▸ WHAT IS NEEDED:
Copy the lines exactly as they appear, starting with the first line of the records and ending with the line that contains "share an edge.".
==== SUPPLIED MATERIAL ====
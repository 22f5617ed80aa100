//! Grid store: the board as a flat `rows × columns` array of tiles.
//!
//! Row 0 is the bottom of the board and the last row is the spawn row, so "above" means
//! a larger row index. Storage is row-major (`row * columns + col`), which makes "every
//! coordinate holds exactly one tile" structural.
//!
//! Indexing with an out-of-range coordinate panics; use [`Board::get`] or
//! [`Board::neighbor`] for checked access.

use crate::config::{BoardConfig, ConfigError};
use crate::events::{BoardEvent, EventHub, EventKind, Subscription, SubscriptionId};
use crate::pacing::Pacing;
use rand::SeedableRng;
use rand::rngs::StdRng;
use std::fmt;
use std::ops::{Index, IndexMut};

/// Value of an empty cell.
pub const EMPTY: i32 = 0;
/// Value of a permanently blocked cell. Never moves, never matches, never swaps.
pub const BLOCKED: i32 = -1;

#[derive(Debug, Clone, Copy, PartialEq, Eq, PartialOrd, Ord, Hash)]
pub struct Coord {
    pub row: usize,
    pub col: usize,
}

impl Coord {
    pub const fn new(row: usize, col: usize) -> Self {
        Self { row, col }
    }

    /// True when the two coordinates share an edge.
    pub fn is_adjacent(self, other: Self) -> bool {
        self.row.abs_diff(other.row) + self.col.abs_diff(other.col) == 1
    }
}

impl From<(usize, usize)> for Coord {
    fn from((row, col): (usize, usize)) -> Self {
        Self { row, col }
    }
}

impl fmt::Display for Coord {
    fn fmt(&self, f: &mut fmt::Formatter<'_>) -> fmt::Result {
        write!(f, "({}, {})", self.row, self.col)
    }
}

#[derive(Debug, Clone, Copy, PartialEq, Eq, Hash)]
pub enum Direction {
    Left,
    Right,
    Above,
    Below,
}

/// Token held by a tile while a drop process owns it.
#[derive(Debug, Clone, Copy, PartialEq, Eq, Hash)]
pub struct DropHandle(pub(crate) u64);

#[derive(Debug, Clone, Copy, PartialEq, Eq, Default)]
pub struct Tile {
    pub value: i32,
    /// Falling: a drop process is live or about to start for this tile.
    pub moving: bool,
    /// Excluded from swaps while a cascade settles into or out of this cell.
    pub resolving: bool,
    pub(crate) pending_drop: Option<DropHandle>,
}

impl Tile {
    pub const fn new(value: i32) -> Self {
        Self {
            value,
            moving: false,
            resolving: false,
            pending_drop: None,
        }
    }

    #[inline]
    pub fn is_empty(&self) -> bool {
        self.value == EMPTY
    }

    #[inline]
    pub fn is_blocked(&self) -> bool {
        self.value == BLOCKED
    }

    /// Holds a real tile type (not empty, not blocked).
    #[inline]
    pub fn is_filled(&self) -> bool {
        self.value > EMPTY
    }

    pub fn pending_drop(&self) -> Option<DropHandle> {
        self.pending_drop
    }
}

#[derive(Debug)]
pub struct Board {
    rows: usize,
    columns: usize,
    tiles_required_to_match: usize,
    distinct_tile_types: usize,
    default_row_fill_count: usize,
    tiles: Vec<Tile>,
    events: EventHub,
    /// Whether the fall propagator still listens to match and swap notifications.
    fall_propagation: bool,
    pub(crate) rng: StdRng,
    pub(crate) pacing: Pacing,
    next_drop_handle: u64,
}

impl Board {
    pub fn new(config: &BoardConfig) -> Result<Self, ConfigError> {
        config.validate()?;
        let rng = match config.seed {
            Some(seed) => StdRng::seed_from_u64(seed),
            None => StdRng::from_os_rng(),
        };
        Ok(Self {
            rows: config.rows,
            columns: config.columns,
            tiles_required_to_match: config.tiles_required_to_match,
            distinct_tile_types: config.distinct_tile_types,
            default_row_fill_count: config.default_row_fill_count,
            tiles: vec![Tile::default(); config.rows * config.columns],
            events: EventHub::new(),
            fall_propagation: true,
            rng,
            pacing: Pacing::default(),
            next_drop_handle: 0,
        })
    }

    /// Build a board from literal values, listed top row first as they read on screen.
    /// `rows` and `columns` in `config` are replaced by the shape of `values`.
    pub fn from_rows<R: AsRef<[i32]>>(
        config: &BoardConfig,
        values: &[R],
    ) -> Result<Self, ConfigError> {
        let rows = values.len();
        let columns = values.first().map_or(0, |r| r.as_ref().len());
        let config = BoardConfig {
            rows,
            columns,
            default_row_fill_count: config.default_row_fill_count.min(rows),
            ..config.clone()
        };
        let mut board = Self::new(&config)?;
        for (i, line) in values.iter().enumerate() {
            let line = line.as_ref();
            if line.len() != columns {
                return Err(ConfigError::RaggedRows {
                    row: i,
                    len: line.len(),
                    expected: columns,
                });
            }
            let row = rows - 1 - i;
            for (col, &value) in line.iter().enumerate() {
                board[Coord::new(row, col)].value = value;
            }
        }
        Ok(board)
    }

    #[inline]
    pub fn rows(&self) -> usize {
        self.rows
    }

    #[inline]
    pub fn columns(&self) -> usize {
        self.columns
    }

    /// Index of the spawn row.
    #[inline]
    pub fn top_row(&self) -> usize {
        self.rows - 1
    }

    pub fn tiles_required_to_match(&self) -> usize {
        self.tiles_required_to_match
    }

    pub fn distinct_tile_types(&self) -> usize {
        self.distinct_tile_types
    }

    pub fn default_row_fill_count(&self) -> usize {
        self.default_row_fill_count
    }

    #[inline]
    pub fn contains(&self, c: Coord) -> bool {
        c.row < self.rows && c.col < self.columns
    }

    #[inline]
    fn index_of(&self, c: Coord) -> usize {
        assert!(
            self.contains(c),
            "coordinate {c} outside {}x{} board",
            self.rows,
            self.columns
        );
        c.row * self.columns + c.col
    }

    pub fn get(&self, c: Coord) -> Option<&Tile> {
        self.contains(c).then(|| &self.tiles[c.row * self.columns + c.col])
    }

    pub fn get_mut(&mut self, c: Coord) -> Option<&mut Tile> {
        if self.contains(c) {
            Some(&mut self.tiles[c.row * self.columns + c.col])
        } else {
            None
        }
    }

    /// Value at `c`. Panics when out of range.
    #[inline]
    pub fn value(&self, c: Coord) -> i32 {
        self[c].value
    }

    /// Neighbour in `dir`, or `None` past the edge of the board.
    pub fn neighbor(&self, c: Coord, dir: Direction) -> Option<Coord> {
        if !self.contains(c) {
            return None;
        }
        let next = match dir {
            Direction::Left => Coord::new(c.row, c.col.checked_sub(1)?),
            Direction::Right => Coord::new(c.row, c.col + 1),
            Direction::Above => Coord::new(c.row + 1, c.col),
            Direction::Below => Coord::new(c.row.checked_sub(1)?, c.col),
        };
        self.contains(next).then_some(next)
    }

    #[inline]
    pub fn above(&self, c: Coord) -> Option<Coord> {
        self.neighbor(c, Direction::Above)
    }

    #[inline]
    pub fn below(&self, c: Coord) -> Option<Coord> {
        self.neighbor(c, Direction::Below)
    }

    /// Every coordinate, bottom row first, left to right.
    pub fn coords(&self) -> impl Iterator<Item = Coord> + use<> {
        let columns = self.columns;
        (0..self.rows * columns).map(move |i| Coord::new(i / columns, i % columns))
    }

    /// Coordinates of every tile currently flagged `moving`, bottom row first.
    pub fn falling_tiles(&self) -> Vec<Coord> {
        self.coords().filter(|&c| self[c].moving).collect()
    }

    /// Values listed top row first, the inverse of [`Board::from_rows`].
    pub fn to_rows(&self) -> Vec<Vec<i32>> {
        (0..self.rows)
            .rev()
            .map(|row| {
                (0..self.columns)
                    .map(|col| self[Coord::new(row, col)].value)
                    .collect()
            })
            .collect()
    }

    pub fn subscribe(&mut self) -> Subscription {
        self.events.subscribe()
    }

    pub fn subscribe_to(&mut self, kinds: &[EventKind]) -> Subscription {
        self.events.subscribe_to(kinds)
    }

    pub fn unsubscribe(&mut self, id: SubscriptionId) -> bool {
        self.events.unsubscribe(id)
    }

    /// Detach the fall propagator and every subscriber. Used when a session is abandoned.
    pub fn detach_listeners(&mut self) {
        self.fall_propagation = false;
        self.events.clear();
    }

    pub fn is_fall_propagation_attached(&self) -> bool {
        self.fall_propagation
    }

    /// Publish `event`, running the fall propagator first for match and swap events.
    pub(crate) fn notify(&mut self, event: BoardEvent) {
        if self.fall_propagation {
            if let BoardEvent::MatchesFound(coords) | BoardEvent::TilesSwapped(coords) = &event {
                self.propagate_falls(coords);
            }
        }
        self.events.publish(&event);
    }

    pub(crate) fn next_drop_handle(&mut self) -> DropHandle {
        let handle = DropHandle(self.next_drop_handle);
        self.next_drop_handle += 1;
        handle
    }
}

impl Index<Coord> for Board {
    type Output = Tile;

    fn index(&self, c: Coord) -> &Tile {
        &self.tiles[self.index_of(c)]
    }
}

impl IndexMut<Coord> for Board {
    fn index_mut(&mut self, c: Coord) -> &mut Tile {
        let i = self.index_of(c);
        &mut self.tiles[i]
    }
}

#[cfg(test)]
mod tests {
    use super::*;

    fn config() -> BoardConfig {
        BoardConfig {
            rows: 4,
            columns: 5,
            seed: Some(7),
            ..BoardConfig::default()
        }
    }

    #[test]
    fn new_board_is_empty() {
        let board = Board::new(&config()).unwrap();
        assert_eq!(board.coords().count(), 20);
        assert!(board.coords().all(|c| board[c] == Tile::default()));
        assert!(board.falling_tiles().is_empty());
    }

    #[test]
    fn flat_index_is_row_major() {
        let board = Board::new(&config()).unwrap();
        assert_eq!(board.index_of(Coord::new(0, 0)), 0);
        assert_eq!(board.index_of(Coord::new(0, 4)), 4);
        assert_eq!(board.index_of(Coord::new(1, 0)), 5);
        assert_eq!(board.index_of(Coord::new(3, 4)), 19);
    }

    #[test]
    #[should_panic(expected = "outside 4x5 board")]
    fn column_overflow_does_not_alias_next_row() {
        let board = Board::new(&config()).unwrap();
        let _ = board[Coord::new(0, 5)];
    }

    #[test]
    fn neighbors_stop_at_edges() {
        let board = Board::new(&config()).unwrap();
        let corner = Coord::new(0, 0);
        assert_eq!(board.neighbor(corner, Direction::Below), None);
        assert_eq!(board.neighbor(corner, Direction::Left), None);
        assert_eq!(board.neighbor(corner, Direction::Above), Some(Coord::new(1, 0)));
        assert_eq!(board.neighbor(corner, Direction::Right), Some(Coord::new(0, 1)));

        let top_right = Coord::new(3, 4);
        assert_eq!(board.neighbor(top_right, Direction::Above), None);
        assert_eq!(board.neighbor(top_right, Direction::Right), None);
        assert_eq!(board.neighbor(Coord::new(9, 9), Direction::Below), None);
    }

    #[test]
    fn from_rows_reads_top_row_first() {
        let board = Board::from_rows(&config(), &[[2, 0], [1, 3]]).unwrap();
        assert_eq!(board.rows(), 2);
        assert_eq!(board.columns(), 2);
        assert_eq!(board.value(Coord::new(1, 0)), 2);
        assert_eq!(board.value(Coord::new(0, 1)), 3);
        assert_eq!(board.to_rows(), vec![vec![2, 0], vec![1, 3]]);
    }

    #[test]
    fn from_rows_rejects_ragged_input() {
        let rows: [&[i32]; 2] = [&[1, 2], &[1]];
        assert_eq!(
            Board::from_rows(&config(), &rows).unwrap_err(),
            ConfigError::RaggedRows {
                row: 1,
                len: 1,
                expected: 2
            }
        );
    }

    #[test]
    fn adjacency() {
        assert!(Coord::new(1, 1).is_adjacent(Coord::new(1, 2)));
        assert!(Coord::new(1, 1).is_adjacent(Coord::new(0, 1)));
        assert!(!Coord::new(1, 1).is_adjacent(Coord::new(2, 2)));
        assert!(!Coord::new(1, 1).is_adjacent(Coord::new(1, 1)));
    }
}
====
▸ RESULT:
repository 22f5617ed80aa100
//! Grid store: the board as a flat `rows × columns` array of tiles.
//!
//! Row 0 is the bottom of the board and the last row is the spawn row, so "above" means
//! a larger row index. Storage is row-major (`row * columns + col`), which makes "every
//! coordinate holds exactly one tile" structural.
//!
//! Indexing with an out-of-range coordinate panics; use [`Board::get`] or
//! [`Board::neighbor`] for checked access.

use crate::config::{BoardConfig, ConfigError};
use crate::events::{BoardEvent, EventHub, EventKind, Subscription, SubscriptionId};
use crate::pacing::Pacing;
use rand::SeedableRng;
use rand::rngs::StdRng;
use std::fmt;
use std::ops::{Index, IndexMut};

/// Value of an empty cell.
pub const EMPTY: i32 = 0;
/// Value of a permanently blocked cell. Never moves, never matches, never swaps.
pub const BLOCKED: i32 = -1;

#[derive(Debug, Clone, Copy, PartialEq, Eq, PartialOrd, Ord, Hash)]
pub struct Coord {
    pub row: usize,
    pub col: usize,
}

impl Coord {
    pub const fn new(row: usize, col: usize) -> Self {
        Self { row, col }
    }

    /// True when the two coordinates share an edge.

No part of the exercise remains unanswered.